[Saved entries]
mod common;

use anyhow::Result;
use axum::http::StatusCode;
use bizhub::models::{Expense, NewEmployee};
use chrono::NaiveDate;
use common::{acquire_db_lock, day, employee, read_json, TestApp, CRON_SECRET};
use diesel::prelude::*;
use serde::Deserialize;
use uuid::Uuid;

#[derive(Deserialize)]
#[serde(rename_all = "camelCase")]
struct Report {
    processed: usize,
    created: usize,
    skipped: usize,
    errors: usize,
    results: Vec<Item>,
}

#[derive(Deserialize)]
#[serde(rename_all = "camelCase")]
struct Item {
    id: Uuid,
    status: String,
    expense_id: Option<Uuid>,
}

async fn run(app: &TestApp, path: &str) -> Result<Report> {
    let response = app.get(path, Some(CRON_SECRET)).await?;
    assert_eq!(response.status(), StatusCode::OK);
    read_json(response).await
}

async fn expenses_of(app: &TestApp, template: Uuid) -> Result<Vec<Expense>> {
    app.with_conn(move |conn| {
        use bizhub::schema::expenses;
        Ok(expenses::table
            .filter(expenses::recurring_expense_id.eq(template))
            .load::<Expense>(conn)?)
    })
    .await
}

async fn next_run_of(app: &TestApp, template: Uuid) -> Result<NaiveDate> {
    app.with_conn(move |conn| {
        use bizhub::schema::recurring_expenses;
        Ok(recurring_expenses::table
            .find(template)
            .select(recurring_expenses::next_run)
            .first::<NaiveDate>(conn)?)
    })
    .await
}

#[tokio::test]
async fn monthly_template_advances_to_end_of_february() -> Result<()> {
    let _lock = acquire_db_lock().await;
    let Some(app) = TestApp::new().await? else {
        return Ok(());
    };

    let tenant = app.insert_tenant("Acme").await?;
    let template = app.insert_template(tenant, "MONTHLY", day(2024, 1, 31)).await?;
    let future = app.insert_template(tenant, "WEEKLY", day(2024, 3, 1)).await?;

    let report = run(&app, "/api/cron/recurring-expenses?asOf=2024-02-01").await?;
    assert_eq!(report.processed, 1);
    assert_eq!(report.created, 1);
    assert_eq!(report.errors, 0);
    assert_eq!(report.results[0].id, template);
    assert_eq!(report.results[0].status, "created");

    let generated = expenses_of(&app, template).await?;
    assert_eq!(generated.len(), 1);
    assert_eq!(generated[0].expense_date, day(2024, 2, 1));
    assert_eq!(generated[0].amount_cents, 120_000);
    assert_eq!(Some(generated[0].id), report.results[0].expense_id);
    assert_eq!(next_run_of(&app, template).await?, day(2024, 2, 29));

    // not yet due again, and the untouched template stays put
    let report = run(&app, "/api/cron/recurring-expenses?asOf=2024-02-01").await?;
    assert_eq!(report.processed, 0);
    assert_eq!(expenses_of(&app, template).await?.len(), 1);
    assert_eq!(next_run_of(&app, future).await?, day(2024, 3, 1));

    app.cleanup().await?;
    Ok(())
}

#[tokio::test]
async fn overdue_template_catches_up_one_period_per_run() -> Result<()> {
    let _lock = acquire_db_lock().await;
    let Some(app) = TestApp::new().await? else {
        return Ok(());
    };

    let tenant = app.insert_tenant("Acme").await?;
    let template = app.insert_template(tenant, "DAILY", day(2024, 5, 1)).await?;

    let report = run(&app, "/api/cron/recurring-expenses?asOf=2024-05-03").await?;
    assert_eq!(report.created, 1);
    assert_eq!(next_run_of(&app, template).await?, day(2024, 5, 2));

    // still due, but today's expense already exists
    let report = run(&app, "/api/cron/recurring-expenses?asOf=2024-05-03").await?;
    assert_eq!(report.processed, 1);
    assert_eq!(report.skipped, 1);
    assert_eq!(report.results[0].status, "skipped");
    assert_eq!(expenses_of(&app, template).await?.len(), 1);

    app.cleanup().await?;
    Ok(())
}

#[tokio::test]
async fn lagging_monthly_template_books_once_per_month() -> Result<()> {
    let _lock = acquire_db_lock().await;
    let Some(app) = TestApp::new().await? else {
        return Ok(());
    };

    let tenant = app.insert_tenant("Acme").await?;
    let template = app.insert_template(tenant, "MONTHLY", day(2024, 1, 31)).await?;

    let report = run(&app, "/api/cron/recurring-expenses?asOf=2024-05-01").await?;
    assert_eq!(report.created, 1);
    assert_eq!(next_run_of(&app, template).await?, day(2024, 2, 29));

    // still behind schedule, but May already has its expense
    for as_of in ["2024-05-02", "2024-05-03", "2024-05-31"] {
        let report = run(&app, &format!("/api/cron/recurring-expenses?asOf={as_of}")).await?;
        assert_eq!(report.processed, 1);
        assert_eq!(report.created, 0);
        assert_eq!(report.skipped, 1);
    }
    assert_eq!(expenses_of(&app, template).await?.len(), 1);
    assert_eq!(next_run_of(&app, template).await?, day(2024, 2, 29));

    let report = run(&app, "/api/cron/recurring-expenses?asOf=2024-06-01").await?;
    assert_eq!(report.created, 1);
    let mut dates: Vec<NaiveDate> = expenses_of(&app, template)
        .await?
        .into_iter()
        .map(|expense| expense.expense_date)
        .collect();
    dates.sort();
    assert_eq!(dates, vec![day(2024, 5, 1), day(2024, 6, 1)]);

    app.cleanup().await?;
    Ok(())
}

#[tokio::test]
async fn salary_is_booked_once_per_month() -> Result<()> {
    let _lock = acquire_db_lock().await;
    let Some(app) = TestApp::new().await? else {
        return Ok(());
    };

    let tenant = app.insert_tenant("Acme").await?;
    let paid = app
        .insert_employee(NewEmployee {
            fixed_salary_cents: Some(350_000),
            salary_payout_day: Some(31),
            ..employee(tenant, "Paid")
        })
        .await?;
    app.insert_employee(employee(tenant, "Hourly")).await?;

    let report = run(&app, "/api/cron/salary-expenses?asOf=2024-02-10").await?;
    assert_eq!(report.processed, 1);
    assert_eq!(report.created, 1);
    assert_eq!(report.results[0].id, paid);

    let report = run(&app, "/api/cron/salary-expenses?asOf=2024-02-20").await?;
    assert_eq!(report.created, 0);
    assert_eq!(report.skipped, 1);

    let booked: Vec<Expense> = app
        .with_conn(move |conn| {
            use bizhub::schema::expenses;
            Ok(expenses::table
                .filter(expenses::employee_id.eq(paid))
                .load::<Expense>(conn)?)
        })
        .await?;
    assert_eq!(booked.len(), 1);
    assert_eq!(booked[0].category, "GEHALT");
    assert_eq!(booked[0].amount_cents, 350_000);
    assert_eq!(booked[0].expense_date, day(2024, 2, 29));

    app.cleanup().await?;
    Ok(())
}

#[tokio::test]
async fn cron_endpoints_require_the_secret() -> Result<()> {
    let _lock = acquire_db_lock().await;
    let Some(app) = TestApp::new().await? else {
        return Ok(());
    };

    for path in [
        "/api/cron/recurring-expenses",
        "/api/cron/salary-expenses",
    ] {
        let response = app.get(path, None).await?;
        assert_eq!(response.status(), StatusCode::UNAUTHORIZED);

        let response = app.get(path, Some("wrong-secret")).await?;
        assert_eq!(response.status(), StatusCode::UNAUTHORIZED);
    }

    app.cleanup().await?;
    Ok(())
}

▸ **EXERCISE REQUIREMENTS**:
The answer should be an exact copy of the data.

▸ **EXERCISE RESULT**:
mod common;

use anyhow::Result;
use axum::http::StatusCode;
use bizhub::models::{Expense, NewEmployee};
use chrono::NaiveDate;
use common::{acquire_db_lock, day, employee, read_json, TestApp, CRON_SECRET};
use diesel::prelude::*;
use serde::Deserialize;
use uuid::Uuid;

#[derive(Deserialize)]
#[serde(rename_all = "camelCase")]
struct Report {
    processed: usize,
    created: usize,
    skipped: usize,
    errors: usize,
    results: Vec<Item>,
}

#[derive(Deserialize)]
#[serde(rename_all = "camelCase")]
struct Item {
    id: Uuid,
    status: String,
    expense_id: Option<Uuid>,
}

async fn run(app: &TestApp, path: &str) -> Result<Report> {
    let response = app.get(path, Some(CRON_SECRET)).await?;
    assert_eq!(response.status(), StatusCode::OK);
    read_json(response).await
}

async fn expenses_of(app: &TestApp, template: Uuid) -> Result<Vec<Expense>> {
    app.with_conn(move |conn| {
        use bizhub::schema::expenses;
        Ok(expenses::table
            .filter(expenses::recurring_expense_id.eq(template))
            .load::<Expense>(conn)?)
    })
    .await
}

async fn next_run_of(app: &TestApp, template: Uuid) -> Result<NaiveDate> {
    app.with_conn(move |conn| {
        use bizhub::schema::recurring_expenses;
        Ok(recurring_expenses::table
            .find(template)
            .select(recurring_expenses::next_run)
            .first::<NaiveDate>(conn)?)
    })
    .await
}

#[tokio::test]
async fn monthly_template_advances_to_end_of_february() -> Result<()> {
    let _lock = acquire_db_lock().await;
    let Some(app) = TestApp::new().await? else {
        return Ok(());
    };

    let tenant = app.insert_tenant("Acme").await?;
    let template = app.insert_template(tenant, "MONTHLY", day(2024, 1, 31)).await?;
    let future = app.insert_template(tenant, "WEEKLY", day(2024, 3, 1)).await?;

    let report = run(&app, "/api/cron/recurring-expenses?asOf=2024-02-01").await?;
    assert_eq!(report.processed, 1);
    assert_eq!(report.created, 1);
    assert_eq!(report.errors, 0);
    assert_eq!(report.results[0].id, template);
    assert_eq!(report.results[0].status, "created");

    let generated = expenses_of(&app, template).await?;
    assert_eq!(generated.len(), 1);
    assert_eq!(generated[0].expense_date, day(2024, 2, 1));
    assert_eq!(generated[0].amount_cents, 120_000);
    assert_eq!(Some(generated[0].id), report.results[0].expense_id);
    assert_eq!(next_run_of(&app, template).await?, day(2024, 2, 29));

    // not yet due again, and the untouched template stays put
    let report = run(&app, "/api/cron/recurring-expenses?asOf=2024-02-01").await?;
    assert_eq!(report.processed, 0);
    assert_eq!(expenses_of(&app, template).await?.len(), 1);
    assert_eq!(next_run_of(&app, future).await?, day(2024, 3, 1));

    app.cleanup().await?;
    Ok(())
}

#[tokio::test]
async fn overdue_template_catches_up_one_period_per_run() -> Result<()> {
    let _lock = acquire_db_lock().await;
    let Some(app) = TestApp::new().await? else {
        return Ok(());
    };

    let tenant = app.insert_tenant("Acme").await?;
    let template = app.insert_template(tenant, "DAILY", day(2024, 5, 1)).await?;

    let report = run(&app, "/api/cron/recurring-expenses?asOf=2024-05-03").await?;
    assert_eq!(report.created, 1);
    assert_eq!(next_run_of(&app, template).await?, day(2024, 5, 2));

    // still due, but today's expense already exists
    let report = run(&app, "/api/cron/recurring-expenses?asOf=2024-05-03").await?;
    assert_eq!(report.processed, 1);
    assert_eq!(report.skipped, 1);
    assert_eq!(report.results[0].status, "skipped");
    assert_eq!(expenses_of(&app, template).await?.len(), 1);

    app.cleanup().await?;
    Ok(())
}

#[tokio::test]
async fn lagging_monthly_template_books_once_per_month() -> Result<()> {
    let _lock = acquire_db_lock().await;
    let Some(app) = TestApp::new().await? else {
        return Ok(());
    };

    let tenant = app.insert_tenant("Acme").await?;
    let template = app.insert_template(tenant, "MONTHLY", day(2024, 1, 31)).await?;

    let report = run(&app, "/api/cron/recurring-expenses?asOf=2024-05-01").await?;
    assert_eq!(report.created, 1);
    assert_eq!(next_run_of(&app, template).await?, day(2024, 2, 29));

    // still behind schedule, but May already has its expense
    for as_of in ["2024-05-02", "2024-05-03", "2024-05-31"] {
        let report = run(&app, &format!("/api/cron/recurring-expenses?asOf={as_of}")).await?;
        assert_eq!(report.processed, 1);
        assert_eq!(report.created, 0);
        assert_eq!(report.skipped, 1);
    }
    assert_eq!(expenses_of(&app, template).await?.len(), 1);
    assert_eq!(next_run_of(&app, template).await?, day(2024, 2, 29));

    let report = run(&app, "/api/cron/recurring-expenses?asOf=2024-06-01").await?;
    assert_eq!(report.created, 1);
    let mut dates: Vec<NaiveDate> = expenses_of(&app, template)
        .await?
        .into_iter()
        .map(|expense| expense.expense_date)
        .collect();
    dates.sort();
    assert_eq!(dates, vec![day(2024, 5, 1), day(2024, 6, 1)]);

    app.cleanup().await?;
    Ok(())
}

#[tokio::test]
async fn salary_is_booked_once_per_month() -> Result<()> {
    let _lock = acquire_db_lock().await;
    let Some(app) = TestApp::new().await? else {
        return Ok(());
    };

    let tenant = app.insert_tenant("Acme").await?;
    let paid = app
        .insert_employee(NewEmployee {
            fixed_salary_cents: Some(350_000),
            salary_payout_day: Some(31),
            ..employee(tenant, "Paid")
        })
        .await?;
    app.insert_employee(employee(tenant, "Hourly")).await?;

    let report = run(&app, "/api/cron/salary-expenses?asOf=2024-02-10").await?;
    assert_eq!(report.processed, 1);
    assert_eq!(report.created, 1);
    assert_eq!(report.results[0].id, paid);

    let report = run(&app, "/api/cron/salary-expenses?asOf=2024-02-20").await?;
    assert_eq!(report.created, 0);
    assert_eq!(report.skipped, 1);

    let booked: Vec<Expense> = app
        .with_conn(move |conn| {
            use bizhub::schema::expenses;
            Ok(expenses::table
                .filter(expenses::employee_id.eq(paid))
                .load::<Expense>(conn)?)
        })
        .await?;
    assert_eq!(booked.len(), 1);
    assert_eq!(booked[0].category, "GEHALT");
    assert_eq!(booked[0].amount_cents, 350_000);
    assert_eq!(booked[0].expense_date, day(2024, 2, 29));

    app.cleanup().await?;
    Ok(())
}

#[tokio::test]
async fn cron_endpoints_require_the_secret() -> Result<()> {
    let _lock = acquire_db_lock().await;
    let Some(app) = TestApp::new().await? else {
        return Ok(());
    };

    for path in [
        "/api/cron/recurring-expenses",
        "/api/cron/salary-expenses",
    ] {
        let response = app.get(path, None).await?;
        assert_eq!(response.status(), StatusCode::UNAUTHORIZED);

        let response = app.get(path, Some("wrong-secret")).await?;
        assert_eq!(response.status(), StatusCode::UNAUTHORIZED);
    }

    app.cleanup().await?;
    Ok(())
}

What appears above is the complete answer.